The discovery of ignorance

The discovery of ignorance

The Hubble Deep Field photograph • R. Williams (STScI), the Hubble Deep Field Team and NASA/ESA

Originally published 18 May 1998

What is the great­est sci­en­tif­ic dis­cov­ery of the 20th-century?

Nuclear ener­gy? The struc­ture of DNA? The the­o­ry of dig­i­tal com­pu­ta­tion? The Big Bang?

It has been an excep­tion­al cen­tu­ry of dis­cov­ery. Our vision of the uni­verse has been extend­ed by many orders of mag­ni­tude out­ward to the quasars and inward to the quarks. Our under­stand­ing of our place in the stream of life and con­scious­ness has been consolidated.

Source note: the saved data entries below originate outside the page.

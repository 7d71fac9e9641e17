//! Local filesystem adapter using std::fs.

use std::fs::OpenOptions;
use std::io::{self, Write};
use std::path::Path;

use tiny_ts_init_core::{
    application::{ApplicationError, ports::Filesystem},
    error::{InitError, InitResult},
};

/// Production filesystem implementation using `std::fs`.
#[derive(Debug, Clone, Copy)]
pub struct LocalFilesystem;

impl LocalFilesystem {
    /// Create a new local filesystem adapter.
    pub fn new() -> Self {
        Self
    }
}

impl Default for LocalFilesystem {
    fn default() -> Self {
        Self::new()
    }
}

impl Filesystem for LocalFilesystem {
    fn create_dir_all(&self, path: &Path) -> InitResult<()> {
        std::fs::create_dir_all(path).map_err(|e| map_io_error(path, e, "create directory"))
    }

    /// Refuses to replace an existing file even if one appeared after the
    /// conflict check.
    fn write_file(&self, path: &Path, content: &str) -> InitResult<()> {
        let mut file = OpenOptions::new()
            .write(true)
            .create_new(true)
            .open(path)
            .map_err(|e| map_io_error(path, e, "create file"))?;
        file.write_all(content.as_bytes())
            .map_err(|e| map_io_error(path, e, "write file"))
    }

    fn exists(&self, path: &Path) -> bool {
        // symlink_metadata so that a dangling link still counts as taken
        std::fs::symlink_metadata(path).is_ok()
    }
}

fn map_io_error(path: &Path, e: io::Error, operation: &str) -> InitError {
    ApplicationError::FilesystemError {
        path: path.to_path_buf(),
        reason: format!("Failed to {}: {}", operation, e),
    }
    .into()
}

#[cfg(test)]
mod tests {
    use super::*;
    use tempfile::TempDir;

    #[test]
    fn create_dir_all_creates_parents() {
        let temp = TempDir::new().unwrap();
        let nested = temp.path().join("a").join("b").join("c");

        LocalFilesystem::new().create_dir_all(&nested).unwrap();
        assert!(nested.is_dir());
    }

    #[test]
    fn write_then_exists() {
        let temp = TempDir::new().unwrap();
        let fs = LocalFilesystem::new();
        let file = temp.path().join("index.ts");

        assert!(!fs.exists(&file));
        fs.write_file(&file, "console.log(1);\n").unwrap();
        assert!(fs.exists(&file));
        assert_eq!(std::fs::read_to_string(&file).unwrap(), "console.log(1);\n");
    }

    #[test]
    fn write_never_overwrites() {
        let temp = TempDir::new().unwrap();
        let fs = LocalFilesystem::new();
        let file = temp.path().join("package.json");
        std::fs::write(&file, "original").unwrap();

        let err = fs.write_file(&file, "replacement").unwrap_err();
        assert!(matches!(
            err,
            InitError::Application(ApplicationError::FilesystemError { .. })
        ));
        assert_eq!(std::fs::read_to_string(&file).unwrap(), "original");
    }

    #[test]
    fn write_into_missing_directory_fails() {
        let temp = TempDir::new().unwrap();
        let file = temp.path().join("missing").join("settings.json");

        assert!(LocalFilesystem::new().write_file(&file, "{}").is_err());
    }

    #[cfg(unix)]
    #[test]
    fn dangling_symlink_counts_as_existing() {
        let temp = TempDir::new().unwrap();
        let link = temp.path().join("tsconfig.json");
        std::os::unix::fs::symlink(temp.path().join("nowhere"), &link).unwrap();

        assert!(LocalFilesystem::new().exists(&link));
    }
}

How do we choose one dis­cov­ery over any other?

The physi­cian Lewis Thomas made a choice. He blunt­ly asserts: “The great­est of all the accom­plish­ments of 20th-cen­tu­ry sci­ence has been the dis­cov­ery of human ignorance.”

The sci­ence writer Tim­o­thy Fer­ris agrees: “Our igno­rance, of course, has always been with us, and always will be. What is new is our aware­ness of it, our awak­en­ing to its fath­om­less dimen­sions, and it is this, more than any­thing else, that marks the com­ing of age of our species.”

It is an odd, unset­tling thought that the cul­mi­na­tion of our great­est cen­tu­ry of dis­cov­ery should be the con­fir­ma­tion of our igno­rance. How did such a thing come about?

The dis­cov­ery of our igno­rance fol­lowed inevitably from dis­cov­er­ies of the scope and grandeur of the universe.

I begin my course in astron­o­my at Stone­hill Col­lege hold­ing in my hands a 16-inch clear acrylic celes­tial globe span­gled with stars. A small­er ter­res­tri­al globe is at the cen­ter, and a tiny yel­low ball rep­re­sent­ing the sun cir­cles between Earth and sky. This tidy cos­mos of con­cen­tric spheres was invent­ed thou­sands of years ago to account for the appar­ent motions of sun, moon, and stars, and for that task it still works pret­ty well.

When we thought we lived in such a uni­verse, we could believe that a com­plete inven­to­ry of its con­tents was pos­si­ble. The uni­verse was pro­por­tioned to the human scale, cre­at­ed specif­i­cal­ly for our domi­cile. Pre­sum­ably, since it was made for us, the uni­verse con­tained noth­ing beyond the ken of the human mind.

Then, in the win­ter of 1610, Galileo turned his new­ly-craft­ed tele­scope to the Milky Way and saw stars in uncount­able num­bers, stars that served no appar­ent pur­pose in the human scheme of things since they could not be seen by human eyes. It was an omi­nous hint of the cas­cad­ing dis­cov­er­ies to come.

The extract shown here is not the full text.